# WHAT IS BEING ASKED
Return each line of the records below that contains the word "Result".

== INFORMATION SHOWN ==

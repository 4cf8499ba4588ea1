use serde::{Deserialize, Serialize};
use std::fs;
use std::path::{Path, PathBuf};
use anyhow::{Result, anyhow};

use crate::api::ApiLatency;
use crate::intent::RuleSet;

#[derive(Serialize, Deserialize, Debug, Clone, PartialEq)]
#[serde(default)]
pub struct Config {
    /// Simulated API round trips
    pub latency: ApiLatency,
    pub tracker_tick_secs: u64,
    pub proactive_alert_secs: u64,
    /// Answer synonyms like "modem" or "visit" too
    pub extended_keywords: bool,
    /// Replaces the built-in keyword table when set
    pub rules: Option<RuleSet>,
}

impl Default for Config {
    fn default() -> Self {
        Self::new()
    }
}

impl Config {
    pub fn new() -> Self {
        Self {
            latency: ApiLatency {
                chat_ms: 1500,
                ..ApiLatency::default()
            },
            tracker_tick_secs: 10,
            proactive_alert_secs: 5,
            extended_keywords: false,
            rules: None,
        }
    }

    /// Load the user's config, writing the defaults out on first run
    pub fn load() -> Result<Self> {
        let config_path = Self::get_config_path()?;
        Self::load_or_create(&config_path)
    }

    pub fn load_or_create(config_path: &Path) -> Result<Self> {
        if config_path.exists() {
            return Self::load_from(config_path);
        }

        let config = Self::new();
        config.save_to(config_path)?;
        tracing::info!("wrote default config to {:?}", config_path);
        Ok(config)
    }

    /// Read a config file, falling back to defaults when it doesn't exist
    pub fn load_from(config_path: &Path) -> Result<Self> {
        if !config_path.exists() {
            return Ok(Self::new());
        }

        let config_content = fs::read_to_string(config_path)?;
        let config: Config = serde_json::from_str(&config_content)
            .map_err(|e| anyhow!("Invalid config {:?}: {}", config_path, e))?;
        Ok(config)
    }

    pub fn save_to(&self, config_path: &Path) -> Result<()> {
        // Create config directory if it doesn't exist
        if let Some(parent) = config_path.parent() {
            fs::create_dir_all(parent)?;
        }

        let config_content = serde_json::to_string_pretty(self)?;
        fs::write(config_path, config_content)?;
        Ok(())
    }

    /// The keyword table to answer with
    pub fn rule_set(&self) -> RuleSet {
        match &self.rules {
            Some(rules) => rules.clone(),
            None if self.extended_keywords => RuleSet::extended(),
            None => RuleSet::standard(),
        }
    }

    pub fn get_config_path() -> Result<PathBuf> {
        Ok(Self::get_config_dir()?.join("config.json"))
    }

    pub fn get_config_dir() -> Result<PathBuf> {
        let config_dir = dirs::config_dir()
            .ok_or_else(|| anyhow!("Could not determine config directory"))?;

        Ok(config_dir.join("aura-lite"))
    }
}

#[cfg(test)]
mod tests {
    use super::*;
    use crate::intent::{IntentRule, ResponseKind};
    use tempfile::tempdir;

    #[test]
    fn test_missing_file_gives_defaults() {
        let dir = tempdir().unwrap();
        let config = Config::load_from(&dir.path().join("nope.json")).unwrap();
        assert_eq!(config, Config::new());
        assert_eq!(config.latency.chat_ms, 1500);
        assert_eq!(config.tracker_tick_secs, 10);
    }

    #[test]
    fn test_save_and_load() {
        let dir = tempdir().unwrap();
        let path = dir.path().join("nested").join("config.json");

        let mut config = Config::new();
        config.extended_keywords = true;
        config.tracker_tick_secs = 2;
        config.save_to(&path).unwrap();

        let loaded = Config::load_from(&path).unwrap();
        assert_eq!(loaded, config);
        assert_eq!(loaded.rule_set(), RuleSet::extended());
    }

    #[test]
    fn test_first_run_writes_defaults() {
        let dir = tempdir().unwrap();
        let path = dir.path().join("aura-lite").join("config.json");

        let config = Config::load_or_create(&path).unwrap();
        assert_eq!(config, Config::new());
        assert!(path.exists());
        assert_eq!(Config::load_from(&path).unwrap(), Config::new());
    }

    #[test]
    fn test_existing_file_is_not_overwritten() {
        let dir = tempdir().unwrap();
        let path = dir.path().join("config.json");
        fs::write(&path, r#"{"tracker_tick_secs": 3}"#).unwrap();

        let config = Config::load_or_create(&path).unwrap();
        assert_eq!(config.tracker_tick_secs, 3);
        assert_eq!(fs::read_to_string(&path).unwrap(), r#"{"tracker_tick_secs": 3}"#);
    }

    #[test]
    fn test_partial_file_fills_defaults() {
        let dir = tempdir().unwrap();
        let path = dir.path().join("config.json");
        fs::write(&path, r#"{"proactive_alert_secs": 1}"#).unwrap();

        let config = Config::load_from(&path).unwrap();
        assert_eq!(config.proactive_alert_secs, 1);
        assert_eq!(config.tracker_tick_secs, 10);
        assert_eq!(config.rule_set(), RuleSet::standard());
    }

    #[test]
    fn test_malformed_file_is_an_error() {
        let dir = tempdir().unwrap();
        let path = dir.path().join("config.json");
        fs::write(&path, "{ not json").unwrap();
        assert!(Config::load_from(&path).is_err());
    }

    #[test]
    fn test_custom_rules_win() {
        let mut config = Config::new();
        config.extended_keywords = true;
        config.rules = Some(RuleSet::new(
            vec![IntentRule::new("bill", "Billing", ResponseKind::Informational)],
            "?",
        ));
        let rules = config.rule_set();
        assert_eq!(rules.rules().len(), 1);
        assert_eq!(rules.classify("router").text, "?");
    }
}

===

# SOLUTION FOR THIS EXERCISE
use anyhow::{Result, anyhow};
    pub fn load() -> Result<Self> {
    pub fn load_or_create(config_path: &Path) -> Result<Self> {
    pub fn load_from(config_path: &Path) -> Result<Self> {
    pub fn save_to(&self, config_path: &Path) -> Result<()> {
    pub fn get_config_path() -> Result<PathBuf> {
    pub fn get_config_dir() -> Result<PathBuf> {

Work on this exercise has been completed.